Am Donnerstag, den 14. September, veröffentlichten die Tageszeitungen Frankfurter Rundschau und der in Berlin erscheinende Tagesspiegel auf jeweils drei Seiten die Namen aller Menschen, die seit der Wiedervereinigung Deutschlands vor zehn Jahren eindeutig Opfer rechtsradikaler Gewalt geworden sind. (Die vollständige Liste befindet sich unter www.frankfurter-rundschau.de/fr/spezial/rechts.)

Die Aufzählung beginnt mit dem Polen Andrzej Fratczak, der am 7. Oktober 1990 vor einer Diskothek in Lübbenau (Brandenburg) bei einem Angriff von drei jungen Deutschen durch einen Messerstich tödlich verletzt wurde. Sie endet mit dem Fall des 51 Jahre alten Obdachlosen Norbert Plath, der am 27. Juli 2000 in Ahlbeck (Vorpommern) von vier jungen Rechtsextremisten zu Tode geprügelt wurde.

Stellvertretend für die vielen Opfer seien hier nur einige herausgegriffen:

"Der Angolaner Agostinho Combolo wird in der Nacht zum 16. Juni 1991 in Friedrichshafen (Baden-Württemberg) von einem Rechtsextremisten verprügelt und erstochen. Der Täter wird laut Landgericht Ravensburg nach dem Verbrechen in der rechten Szene als ,Held von Friedrichshafen' gefeiert. Das Gericht verurteilt ihn wegen Totschlags zu fünf Jahren Haft.
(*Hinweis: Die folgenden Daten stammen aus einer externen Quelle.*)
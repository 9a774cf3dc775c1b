// File: crates/chart-core/src/page.rs
// Summary: Self-contained HTML host page: chart container, tooltip panel, source list.

use crate::chart::Scene;
use crate::svg::{self, escape};
use crate::tooltip::{self, Tooltip, TRANSITION_MS};

pub struct PageOptions {
    pub title: String,
    pub heading: String,
    pub subheading: String,
}

impl Default for PageOptions {
    fn default() -> Self {
        Self {
            title: "Doping in Professional Bicycle Racing".to_string(),
            heading: "Doping in Professional Bicycle Racing".to_string(),
            subheading: "35 Fastest times up Alpe d'Huez".to_string(),
        }
    }
}

/// Render the full page around `scene`. `sources` become the link list
/// under the chart.
pub fn render_page(scene: &Scene, sources: &[&str], opts: &PageOptions) -> String {
    let theme = &scene.theme;
    let tooltip = Tooltip::new();
    let mut html = String::new();

    html.push_str("<!DOCTYPE html>\n<html lang=\"en\">\n<head>\n<meta charset=\"utf-8\">\n");
    html.push_str(&format!("<title>{}</title>\n", escape(&opts.title)));
    html.push_str(&format!(
        r#"<style>
body {{ background: {bg}; font-family: sans-serif; }}
#title {{ text-align: center; }}
#graph {{ margin: 0 auto; width: fit-content; }}
#graph hr {{ border-color: {rule}; }}
#graph h1 {{ padding-left: 40px; }}
.axis-label {{ font-size: 14px; }}
.legend-text {{ font-size: 12px; }}
circle.dot {{ stroke: #000; stroke-opacity: 0.4; }}
#tooltip {{
  position: absolute;
  padding: 6px 10px;
  border-radius: 4px;
  pointer-events: none;
  background: {tip_bg};
  color: {tip_fg};
  font-size: 12px;
  transition: opacity {ms}ms;
}}
#tooltip h3 {{ margin: 0 0 4px; font-size: 13px; }}
</style>
"#,
        bg = theme.background,
        rule = theme.rule,
        tip_bg = theme.tooltip_background,
        tip_fg = theme.tooltip_text,
        ms = TRANSITION_MS,
    ));
    html.push_str("</head>\n<body>\n");

    html.push_str(&format!(
        "<div id=\"title\"><h1>{}</h1><h2>{}</h2></div>\n",
        escape(&opts.heading),
        escape(&opts.subheading),
    ));

    html.push_str("<div id=\"graph\">\n");
    html.push_str(&svg::render(scene));
    html.push_str("<hr>\n<h1>Sources</h1>\n<ul>\n");
    for url in sources {
        let url = escape(url);
        html.push_str(&format!(
            "<li><a href=\"{url}\" target=\"_blank\" rel=\"noopener\">{url}</a></li>\n"
        ));
    }
    html.push_str("</ul>\n</div>\n");

    html.push_str(&format!("<div id=\"tooltip\" style=\"{}\"></div>\n", tooltip.style()));
    html.push_str("<script>\n");
    html.push_str(&tooltip::script());
    html.push_str("</script>\n</body>\n</html>\n");
    html
}
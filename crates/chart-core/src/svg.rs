// File: crates/chart-core/src/svg.rs
// Summary: SVG serialization of a laid-out scene.

use crate::axis::{Axis, Orientation};
use crate::chart::{Caption, LegendEntry, Marker, Scene};
use crate::geometry::{translate, Num};
use crate::tooltip;

/// Escape text for use in element content and double-quoted attributes.
pub fn escape(s: &str) -> String {
    let mut out = String::with_capacity(s.len());
    for c in s.chars() {
        match c {
            '&' => out.push_str("&amp;"),
            '<' => out.push_str("&lt;"),
            '>' => out.push_str("&gt;"),
            '"' => out.push_str("&quot;"),
            '\'' => out.push_str("&#39;"),
            _ => out.push(c),
        }
    }
    out
}

/// Serialize `scene` as a standalone SVG document fragment rooted at `<svg id="axis">`.
pub fn render(scene: &Scene) -> String {
    let layout = &scene.layout;
    let mut svg = format!(
        "<svg xmlns=\"http://www.w3.org/2000/svg\" id=\"axis\" width=\"{}\" height=\"{}\" color=\"{}\" style=\"{}\">\n",
        Num(layout.svg_width()),
        Num(layout.svg_height()),
        scene.theme.axis_line,
        escape(&layout.svg_style()),
    );
    svg.push_str(&format!("<g transform=\"{}\">\n", translate(scene.content_shift)));

    push_axis(&mut svg, &scene.x_axis);
    push_axis(&mut svg, &scene.y_axis);
    for m in &scene.markers {
        push_marker(&mut svg, m);
    }
    push_legend(&mut svg, &scene.legend);
    for c in &scene.captions {
        push_caption(&mut svg, c, scene);
    }

    svg.push_str("</g>\n</svg>\n");
    svg
}

fn push_axis(svg: &mut String, axis: &Axis) {
    let anchor = match axis.orientation {
        Orientation::Bottom => "middle",
        Orientation::Left => "end",
    };
    svg.push_str(&format!(
        "<g id=\"{}\" transform=\"{}\" fill=\"none\" font-size=\"10\" font-family=\"sans-serif\" text-anchor=\"{}\">\n",
        axis.id,
        translate(axis.origin),
        anchor,
    ));
    svg.push_str(&format!(
        "<path class=\"domain\" stroke=\"currentColor\" d=\"{}\"/>\n",
        axis.domain_path()
    ));

    let end = axis.tick_end();
    let label = axis.label_anchor();
    let (line_attr, text_attr, dy) = match axis.orientation {
        Orientation::Bottom => (format!("y2=\"{}\"", Num(end.y)), format!("y=\"{}\"", Num(label.y)), "0.71em"),
        Orientation::Left => (format!("x2=\"{}\"", Num(end.x)), format!("x=\"{}\"", Num(label.x)), "0.32em"),
    };
    for tick in &axis.ticks {
        svg.push_str(&format!(
            "<g class=\"tick\" opacity=\"1\" transform=\"{}\"><line stroke=\"currentColor\" {}/><text fill=\"currentColor\" {} dy=\"{}\">{}</text></g>\n",
            translate(axis.tick_position(tick)),
            line_attr,
            text_attr,
            dy,
            escape(&tick.label),
        ));
    }
    svg.push_str("</g>\n");
}

fn push_marker(svg: &mut String, m: &Marker) {
    let meta = &m.meta;
    svg.push_str(&format!(
        "<circle class=\"dot\" data-category=\"{}\" r=\"{}\" cx=\"{}\" cy=\"{}\" data-name=\"{}\" data-nationality=\"{}\" data-xvalue=\"{}\" data-yvalue=\"{}\" data-time=\"{}\" data-doping=\"{}\" data-tooltip=\"{}\" style=\"fill: {}\"/>\n",
        m.category.slug(),
        Num(m.radius),
        Num(m.center.x),
        Num(m.center.y),
        escape(&meta.name),
        escape(&meta.nationality),
        meta.year,
        escape(&meta.iso_time),
        escape(&meta.raw_time),
        escape(&meta.doping),
        escape(&tooltip::content(meta)),
        m.fill,
    ));
}

fn push_legend(svg: &mut String, legend: &[LegendEntry]) {
    svg.push_str("<g id=\"legend\">\n");
    for e in legend {
        svg.push_str(&format!(
            "<g class=\"legend-label\" transform=\"{}\"><rect x=\"{}\" y=\"{}\" width=\"{}\" height=\"{}\" style=\"fill: {}\"/></g>\n",
            translate(e.origin),
            Num(e.swatch.x),
            Num(e.swatch.y),
            Num(e.swatch_size),
            Num(e.swatch_size),
            e.fill,
        ));
    }
    for e in legend {
        svg.push_str(&format!(
            "<text class=\"legend-text\" transform=\"{}\">{}</text>\n",
            translate(e.label_origin),
            escape(e.label),
        ));
    }
    svg.push_str("</g>\n");
}

fn push_caption(svg: &mut String, c: &Caption, scene: &Scene) {
    let rotate = c
        .rotate
        .map(|deg| format!(" transform=\"rotate({})\"", Num(deg)))
        .unwrap_or_default();
    svg.push_str(&format!(
        "<text class=\"axis-label\"{} x=\"{}\" y=\"{}\" dy=\"{}em\" fill=\"{}\">{}</text>\n",
        rotate,
        Num(c.at.x),
        Num(c.at.y),
        Num(c.dy_em),
        scene.theme.caption,
        escape(c.text),
    ));
}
Der 27-jährige Samuel Kofi Yeboah aus Ghana verbrennt in der Nacht zum 19. September 1991 in Saarlouis. Unbekannte haben nachts gegen 3.30 Uhr einen Brandsatz in eine Asylbewerberunterkunft geschleudert. Zwei weitere Asylbewerber aus Nigeria werden verletzt. Die Politik im damals SPD-regierten Saarland braucht lange, um die fremdenfeindlichen Hintergründe der Tat anzuerkennen und eine angemessene Belohnung auszusetzen. Die Ermittlungsakte ist geschlossen. Der Brandanschlag ist neun Jahre nach der Tat noch nicht aufgeklärt.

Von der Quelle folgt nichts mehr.